▶ _Problem requirements_: Give the number of lines in the records below that contain the word "struct", and nothing more.

------ Data for the task ------

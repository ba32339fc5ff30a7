//! Engine error type.

use crate::aggregator::DuplicateResultError;

/// Errors the engine returns to its caller.
///
/// Step failures never appear here; they are recorded in the
/// [`collective_core::ExecutionResult`]. These are internal invariant
/// violations only.
#[derive(Debug, thiserror::Error)]
pub enum EngineError {
    /// A step's result was recorded twice
    #[error(transparent)]
    DuplicateResult(#[from] DuplicateResultError),

    /// A step task panicked
    #[error("step task failed: {0}")]
    StepTask(String),
}

/// Result alias for engine operations.
pub type Result<T> = std::result::Result<T, EngineError>;
//! Test doubles shared by the execution tests.

use async_trait::async_trait;
use collective_backend::{BackendFailure, CompletionClient, CompletionRequest};
use collective_core::{validate, Backend, BackendRegistry, Plan, TaskId};
use serde_json::json;
use std::collections::HashMap;
use std::sync::Mutex;
use std::time::Duration;

/// Builtin backends plus `a`, `b` and `c`.
pub(crate) fn test_registry() -> BackendRegistry {
    let mut backends: Vec<Backend> = BackendRegistry::builtin().iter().cloned().collect();
    for name in ["a", "b", "c"] {
        backends.push(Backend::new(name, format!("http://{}:8000/v1", name), format!("model-{}", name), "test"));
    }
    BackendRegistry::from_backends(backends).unwrap()
}

/// Wire JSON for a plan of `(index, backend, inputs)` steps.
///
/// Actions are `act_<N>`, expected outputs `output_<N>`.
pub(crate) fn plan_json(steps: &[(u32, &str, &[&str])], fallback: &[(&str, &str)]) -> String {
    plan_json_with_priority(steps, fallback, "normal")
}

/// Like [`plan_json`] with an explicit priority string.
pub(crate) fn plan_json_with_priority(
    steps: &[(u32, &str, &[&str])],
    fallback: &[(&str, &str)],
    priority: &str,
) -> String {
    let steps: Vec<_> = steps
        .iter()
        .map(|(index, backend, inputs)| {
            json!({
                "step": index,
                "llm": backend,
                "action": format!("act_{}", index),
                "inputs": inputs,
                "expected_output": format!("output_{}", index),
            })
        })
        .collect();
    let fallback: HashMap<&str, &str> = fallback.iter().copied().collect();

    json!({
        "plan": steps,
        "fallback": fallback,
        "estimated_duration_minutes": 5,
        "priority": priority,
    })
    .to_string()
}

/// Validate JSON against the test registry.
pub(crate) fn validated(json: &str) -> Plan {
    validate(json.as_bytes(), TaskId::new("test_task"), "test", &test_registry()).unwrap()
}

/// Validated plan without fallbacks.
pub(crate) fn plan_from(steps: &[(u32, &str, &[&str])]) -> Plan {
    validated(&plan_json(steps, &[]))
}

#[derive(Debug, Clone)]
pub(crate) enum Outcome {
    Reply(String),
    Fail,
}

#[derive(Debug, Clone)]
struct Behavior {
    delay: Duration,
    outcome: Outcome,
}

/// A recorded call.
#[derive(Debug, Clone)]
pub(crate) struct Call {
    pub backend: String,
    pub prompt: String,
    pub temperature: f32,
    pub max_tokens: u32,
}

/// Completion client with scripted per-backend delay and outcome.
///
/// Unscripted backends answer `ok from <name>` immediately.
#[derive(Default)]
pub(crate) struct ScriptedClient {
    behaviors: HashMap<String, Behavior>,
    calls: Mutex<Vec<Call>>,
}

impl ScriptedClient {
    pub(crate) fn new() -> Self {
        Self::default()
    }

    fn script(mut self, backend: &str, delay: Duration, outcome: Outcome) -> Self {
        self.behaviors.insert(backend.to_string(), Behavior { delay, outcome });
        self
    }

    pub(crate) fn reply(self, backend: &str, text: &str) -> Self {
        self.script(backend, Duration::ZERO, Outcome::Reply(text.to_string()))
    }

    pub(crate) fn reply_after(self, backend: &str, delay: Duration, text: &str) -> Self {
        self.script(backend, delay, Outcome::Reply(text.to_string()))
    }

    pub(crate) fn fail(self, backend: &str) -> Self {
        self.script(backend, Duration::ZERO, Outcome::Fail)
    }

    pub(crate) fn fail_after(self, backend: &str, delay: Duration) -> Self {
        self.script(backend, delay, Outcome::Fail)
    }

    pub(crate) fn calls(&self) -> Vec<Call> {
        self.calls.lock().unwrap().clone()
    }

    pub(crate) fn backends_called(&self) -> Vec<String> {
        self.calls().into_iter().map(|c| c.backend).collect()
    }

    pub(crate) fn prompts_to(&self, backend: &str) -> Vec<String> {
        self.calls()
            .into_iter()
            .filter(|c| c.backend == backend)
            .map(|c| c.prompt)
            .collect()
    }
}

#[async_trait]
impl CompletionClient for ScriptedClient {
    async fn complete(&self, backend: &Backend, request: &CompletionRequest) -> Result<String, BackendFailure> {
        self.calls.lock().unwrap().push(Call {
            backend: backend.name.clone(),
            prompt: request.prompt().to_string(),
            temperature: request.temperature,
            max_tokens: request.max_tokens,
        });

        let behavior = self.behaviors.get(&backend.name).cloned().unwrap_or(Behavior {
            delay: Duration::ZERO,
            outcome: Outcome::Reply(format!("ok from {}", backend.name)),
        });

        if !behavior.delay.is_zero() {
            tokio::time::sleep(behavior.delay).await;
        }

        match behavior.outcome {
            Outcome::Reply(text) => Ok(text),
            Outcome::Fail => Err(BackendFailure::Status {
                status: 503,
                body: format!("{} unavailable", backend.name),
            }),
        }
    }
}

------

▶ _Output of the task_: 3